One member of the group stood guard with So’s wife and son, while others went room to room checking for anyone else in the embassy’s many rooms and closets. The building was largely empty — except the propaganda room, which was full of pictures of Kim Jong Un and mantras of the regime.
“It was depressing,” Ahn said. “These were the elites of North Korea and they had nothing.”
Then came the misstep that would threaten the whole group’s survival. They hadn’t noticed the wife of another senior official, who believed she was in mortal danger after hearing South Korean-accented men rush into the embassy, according to her court testimony.
She escaped onto a terrace and jumped to the ground below, injuring her head and leg. Managing to limp out a backdoor to the street, she hailed a passing motorist, who took her to a clinic and called the police. Using Google Translate, officers realized she was saying the embassy was under attack.
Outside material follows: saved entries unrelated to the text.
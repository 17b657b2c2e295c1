//! `name` defines variable names: dotted paths whose first segment is a
//! recognized sub-axis.

use crate::errors::{MateriaError, Result};
use std::fmt;

pub const STATE: &str = "state";
pub const OLD_STATE: &str = "old_state";
pub const FORCES: &str = "forces";
pub const OLD_FORCES: &str = "old_forces";
pub const RESIDUAL: &str = "residual";
pub const PARAMETERS: &str = "parameters";

/// A fully qualified variable name, e.g. `state.internal.Ee`.
///
/// Serialized forms accept both `.` and `/` as separators; the
/// in-memory form uses `.`.
#[derive(Clone, PartialEq, Eq, PartialOrd, Ord, Hash, Debug, Default)]
pub struct VariableName {
    path: Vec<String>,
}

impl VariableName {
    pub fn new<I, S>(segments: I) -> Self
    where
        I: IntoIterator<Item = S>,
        S: Into<String>,
    {
        VariableName {
            path: segments.into_iter().map(|s| s.into()).collect(),
        }
    }

    /// Parses a serialized name, normalizing `/` separators.
    pub fn parse(raw: &str) -> Self {
        VariableName {
            path: raw
                .split(|c| c == '.' || c == '/')
                .filter(|s| !s.is_empty())
                .map(|s| s.to_string())
                .collect(),
        }
    }

    pub fn segments(&self) -> &[String] {
        &self.path
    }

    pub fn is_empty(&self) -> bool {
        self.path.is_empty()
    }

    /// The first path segment, i.e. the sub-axis the variable lives on.
    pub fn subaxis(&self) -> Option<&str> {
        self.path.first().map(|s| s.as_str())
    }

    /// The name without its first segment.
    pub fn without_subaxis(&self) -> VariableName {
        VariableName {
            path: self.path.iter().skip(1).cloned().collect(),
        }
    }

    /// The name with its first segment replaced.
    pub fn remount(&self, subaxis: &str) -> VariableName {
        let mut path = vec![subaxis.to_string()];
        path.extend(self.path.iter().skip(1).cloned());
        VariableName { path }
    }

    /// The name with a segment appended.
    pub fn with_suffix(&self, suffix: &str) -> VariableName {
        let mut path = self.path.clone();
        path.push(suffix.to_string());
        VariableName { path }
    }

    pub fn is_state(&self) -> bool {
        self.subaxis() == Some(STATE)
    }

    pub fn is_old_state(&self) -> bool {
        self.subaxis() == Some(OLD_STATE)
    }

    pub fn is_force(&self) -> bool {
        self.subaxis() == Some(FORCES)
    }

    pub fn is_old_force(&self) -> bool {
        self.subaxis() == Some(OLD_FORCES)
    }

    pub fn is_residual(&self) -> bool {
        self.subaxis() == Some(RESIDUAL)
    }

    pub fn is_parameter(&self) -> bool {
        self.subaxis() == Some(PARAMETERS)
    }

    /// Whether derivatives with respect to this variable matter while a
    /// nonlinear system is being assembled.
    pub fn is_solve_dependent(&self) -> bool {
        self.is_state() || self.is_residual() || self.is_parameter()
    }

    /// The old-step counterpart of a `state`/`forces` variable.
    pub fn old(&self) -> Result<VariableName> {
        match self.subaxis() {
            Some(STATE) => Ok(self.remount(OLD_STATE)),
            Some(FORCES) => Ok(self.remount(OLD_FORCES)),
            _ => Err(MateriaError::setup(format!(
                "variable '{}' has no old-step counterpart",
                self
            ))),
        }
    }

    /// The current-step counterpart of an `old_state`/`old_forces`
    /// variable.
    pub fn current(&self) -> Result<VariableName> {
        match self.subaxis() {
            Some(OLD_STATE) => Ok(self.remount(STATE)),
            Some(OLD_FORCES) => Ok(self.remount(FORCES)),
            _ => Err(MateriaError::setup(format!(
                "variable '{}' has no current-step counterpart",
                self
            ))),
        }
    }
}

impl fmt::Display for VariableName {
    fn fmt(&self, f: &mut fmt::Formatter<'_>) -> fmt::Result {
        write!(f, "{}", self.path.join("."))
    }
}

impl From<&str> for VariableName {
    fn from(raw: &str) -> Self {
        VariableName::parse(raw)
    }
}

#[cfg(test)]
mod tests {
    use super::*;

    #[test]
    fn parse_and_display() {
        let name = VariableName::parse("state/internal/Ee");
        assert_eq!(name.to_string(), "state.internal.Ee");
        assert_eq!(name, VariableName::parse("state.internal.Ee"));
        assert_eq!(name.segments().len(), 3);
    }

    #[test]
    fn subaxis_predicates() {
        assert!(VariableName::parse("state.foo").is_state());
        assert!(VariableName::parse("old_state.foo").is_old_state());
        assert!(VariableName::parse("forces.t").is_force());
        assert!(VariableName::parse("residual.foo").is_residual());
        assert!(VariableName::parse("parameters.E").is_parameter());
        assert!(!VariableName::parse("forces.t").is_solve_dependent());
        assert!(VariableName::parse("state.foo").is_solve_dependent());
    }

    #[test]
    fn old_current_mapping() {
        let name = VariableName::parse("state.foo");
        assert_eq!(name.old().unwrap(), VariableName::parse("old_state.foo"));
        assert_eq!(
            name.old().unwrap().current().unwrap(),
            VariableName::parse("state.foo")
        );
        assert!(VariableName::parse("residual.foo").old().is_err());
    }
}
Unaware of any issues, Hong and other members believed the mission was nearly finished. One of the Cheollima members was himself a North Korean defector who had earned asylum in the U.S., and they filmed him entering the embassy half an hour after Hong and others, crying as he touched North Korean soil. They filmed another member pulling down photos of Kim Jong Un and Kim Jong Il and smashing them on the floor. North Koreans are inculcated with the belief that their leaders are godlike and undefeatable. The idea was to release the footage later, as anti-regime propaganda, without mentioning where it was filmed.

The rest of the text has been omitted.